The vogue for medical history – the effects of haemophilia in the Romanov family; the influence of Napoleon’s health on the outcome of the Waterloo campaign; Caesar’s epilepsy; genetical deterioration among the intermarrying Hapsburgs – has, on the whole, neglected alcohol’s rôle in shaping historical events. It would be foolish to argue that Frederick the Great as battlefield tactician, or even as master of realpolitik , was solely the product of his upbringing but his underlying characteristics which determined his approach to war or politics were formed in the turmoil of the relationship he had with his father. Like many children of alcoholics (or, at least, of men with personalities like Frederick William’s), Frederick learned to dissemble, rely on himself, and mistrust.
All mutual irritation, misunderstanding, and antipathy between father and son pale into insignificance when compared to the traumatic days of 1730 when Frederick decided to escape from Prussia and what he had come to view as an intolerable existence. Foreign powers were, albeit passively, involved, and Prussian officers had compromised themselves in helping the Prince and so there was something to be said for the King’s talk of desertion and treason. Frederick was imprisoned and interrogated; his friend, von Katte, executed. For a time, it appeared that there might be a re-enactment of the tragedy worked out between another alcoholic sovereign,
Peter the Great, and his son, Alexis. But the case was different. Frederick William was more constrained by civilized behaviour than Peter – it was difficult to be otherwise – and Frederick was vastly more intelligent than the Tsarevitch. He survived, but coming close to the block on the orders of one’s own father was as great a constraint on normal family life in the eighteenth century as it would be in ours. If Frederick was a cynic, it is hard to blame him.
Mr MacDonogh takes the reader through Frederick the Great’s life in tremendous style. He is witty and discerning and concerned, of course, with far broader issues than those on which this review had dwelt. There are curious and sometimes baffling turns of phrase; there is the occasional solecism such as referring to the splendid Mme de Pompadour insultingly as La Pompadour; but the book will remain an important text on Frederick.

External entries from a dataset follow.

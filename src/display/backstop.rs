//! Backstop display formatting
//!
//! Formats backstop rules and evaluation results for terminal output.

use crate::models::{format_bps, Backstop, ThresholdDirection};
use crate::services::{BackstopReport, Observation};

/// Format defined backstop rules as a table
pub fn format_backstop_list(backstops: &[Backstop]) -> String {
    if backstops.is_empty() {
        return "No backstops found.\n\nAdd one with 'costbook backstop add'.".to_string();
    }

    let scope_width = backstops
        .iter()
        .map(|b| b.scope.description().len())
        .max()
        .unwrap_or(5)
        .max(5);

    let mut output = String::new();
    output.push_str(&format!(
        "{:<12}  {:<8}  {:<scope_width$}  {}\n",
        "ID", "Severity", "Scope", "Threshold"
    ));
    output.push_str(&format!(
        "{:-<12}  {:-<8}  {:-<scope_width$}  {:-<24}\n",
        "", "", "", ""
    ));

    for backstop in backstops {
        let mut line = format!(
            "{:<12}  {:<8}  {:<scope_width$}  {}",
            backstop.id.to_string(),
            backstop.severity.to_string(),
            backstop.scope.description(),
            backstop.threshold
        );
        if !backstop.note.is_empty() {
            line.push_str(&format!("  ({})", backstop.note));
        }
        line.push('\n');
        output.push_str(&line);
    }

    output
}

/// Format an evaluation run: every live rule with its observation, then
/// the rules whose watched node no longer exists
pub fn format_backstop_report(report: &BackstopReport) -> String {
    if report.evaluations.is_empty() && report.stale.is_empty() {
        return "No backstops defined.\n\nAdd one with 'costbook backstop add'.".to_string();
    }

    let mut output = String::new();
    output.push_str(&format!(
        "Backstops: {} (as of {})\n",
        report.project.name, report.as_of
    ));
    output.push_str(&"=".repeat(70));
    output.push('\n');

    for eval in &report.evaluations {
        let marker = if eval.reached { "[REACHED]" } else { "[ok]     " };
        output.push_str(&format!("{} {}\n", marker, eval.backstop));
        output.push_str(&format!(
            "          {}\n",
            format_observation(&eval.observation)
        ));
    }

    if !report.stale.is_empty() {
        output.push_str("\nStale rules (watching nodes that no longer exist):\n");
        for backstop in &report.stale {
            output.push_str(&format!("  {}\n", backstop));
        }
    }

    output.push_str(&format!(
        "\n{} rule(s), {} reached.\n",
        report.evaluations.len() + report.stale.len(),
        report.reached_count()
    ));

    output
}

fn format_observation(observation: &Observation) -> String {
    match observation {
        Observation::Amount {
            observed,
            limit,
            floor,
        } => {
            let kind = if *floor { "floor" } else { "ceiling" };
            format!("observed {} against {} {}", observed, kind, limit)
        }
        Observation::Percentage {
            observed_bps,
            limit_bps,
            direction,
        } => match observed_bps {
            Some(bps) => {
                let verb = match direction {
                    ThresholdDirection::RisesAbove => "trips at or above",
                    ThresholdDirection::FallsBelow => "trips at or below",
                };
                format!(
                    "observed {}, {} {}",
                    format_bps(*bps),
                    verb,
                    format_bps(*limit_bps)
                )
            }
            None => "no base figure to measure against".to_string(),
        },
        Observation::Deadline {
            deadline,
            completed,
        } => {
            if *completed {
                format!("due {}, completed", deadline)
            } else {
                format!("due {}, not completed", deadline)
            }
        }
    }
}

#[cfg(test)]
mod tests {
    use super::*;
    use crate::models::{
        BackstopScope, CostCode, Money, Project, Severity, Threshold,
    };
    use crate::services::BackstopEvaluation;
    use chrono::NaiveDate;

    fn code(s: &str) -> CostCode {
        s.parse().unwrap()
    }

    fn date(y: i32, m: u32, d: u32) -> NaiveDate {
        NaiveDate::from_ymd_opt(y, m, d).unwrap()
    }

    #[test]
    fn test_format_empty_list() {
        assert!(format_backstop_list(&[]).contains("No backstops found"));
    }

    #[test]
    fn test_format_list() {
        let project = Project::new("Riverside");
        let backstop = Backstop::new(
            project.id,
            BackstopScope::ItemLine { code: code("2.1") },
            Threshold::amount(Money::from_cents(600_000)),
            Severity::High,
        )
        .with_note("watch the slab pour");

        let output = format_backstop_list(&[backstop]);
        assert!(output.contains("high"));
        assert!(output.contains("item line 2.1"));
        assert!(output.contains("$6000.00"));
        assert!(output.contains("watch the slab pour"));
    }

    #[test]
    fn test_format_report_markers() {
        let project = Project::new("Riverside");
        let reached = BackstopEvaluation {
            backstop: Backstop::new(
                project.id,
                BackstopScope::ItemLine { code: code("2.1") },
                Threshold::amount(Money::from_cents(600_000)),
                Severity::High,
            ),
            reached: true,
            observation: Observation::Amount {
                observed: Money::from_cents(620_000),
                limit: Money::from_cents(600_000),
                floor: false,
            },
        };
        let ok = BackstopEvaluation {
            backstop: Backstop::new(
                project.id,
                BackstopScope::ProjectProfit,
                Threshold::amount(Money::from_cents(-100_000)),
                Severity::Low,
            ),
            reached: false,
            observation: Observation::Amount {
                observed: Money::from_cents(80_000),
                limit: Money::from_cents(-100_000),
                floor: true,
            },
        };

        let report = BackstopReport {
            project,
            as_of: date(2025, 8, 20),
            evaluations: vec![reached, ok],
            stale: Vec::new(),
        };

        let output = format_backstop_report(&report);
        assert!(output.contains("[REACHED]"));
        assert!(output.contains("[ok]"));
        assert!(output.contains("observed $6200.00 against ceiling $6000.00"));
        assert!(output.contains("against floor"));
        assert!(output.contains("2 rule(s), 1 reached."));
    }

    #[test]
    fn test_format_report_stale_section() {
        let project = Project::new("Riverside");
        let stale = Backstop::new(
            project.id,
            BackstopScope::ItemLine { code: code("9.9") },
            Threshold::amount(Money::from_cents(100_000)),
            Severity::Medium,
        );

        let report = BackstopReport {
            project,
            as_of: date(2025, 8, 20),
            evaluations: Vec::new(),
            stale: vec![stale],
        };

        let output = format_backstop_report(&report);
        assert!(output.contains("Stale rules"));
        assert!(output.contains("item line 9.9"));
        assert!(output.contains("1 rule(s), 0 reached."));
    }

    #[test]
    fn test_format_percentage_without_base() {
        let observation = Observation::Percentage {
            observed_bps: None,
            limit_bps: 10_000,
            direction: ThresholdDirection::RisesAbove,
        };
        assert_eq!(
            format_observation(&observation),
            "no base figure to measure against"
        );
    }
}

Old Fritz, as he came to be known, is a fascinating candidate for psychological analysis-with-hindsight but in Mr MacDonogh’s book he comes over as strangely unlikable. In an earlier study – one very different in nature – Nancy Mitford, drawing on her own acquaintance just as she had when describing Mme de Pompadour’s royal lover, Louis XV, leaves us with the impression of a rather lovable old queen. Here Frederick, even when his strengths are being discussed, is deeply irritating. Many of his artistic tastes were second rate – he regarded Graun as a much greater composer than Bach; in his building, the pettiness of rococo replaced the grandeur of baroque; he held foolish opinions based on ignorance (that the German language has no rules, for example). Like many people with liberal opinions, he was intolerant on those who did not. Very few of his contemporary monarchs had happy childhoods – if that is not an anachronistic assertion – but few were so fitted our idea of the adult child of an alcoholic. A new variation of an old dinner party game might be to ask the question, “Would you rather have been a subject of Frederick the Great or Louis XV?” Stick to the latter.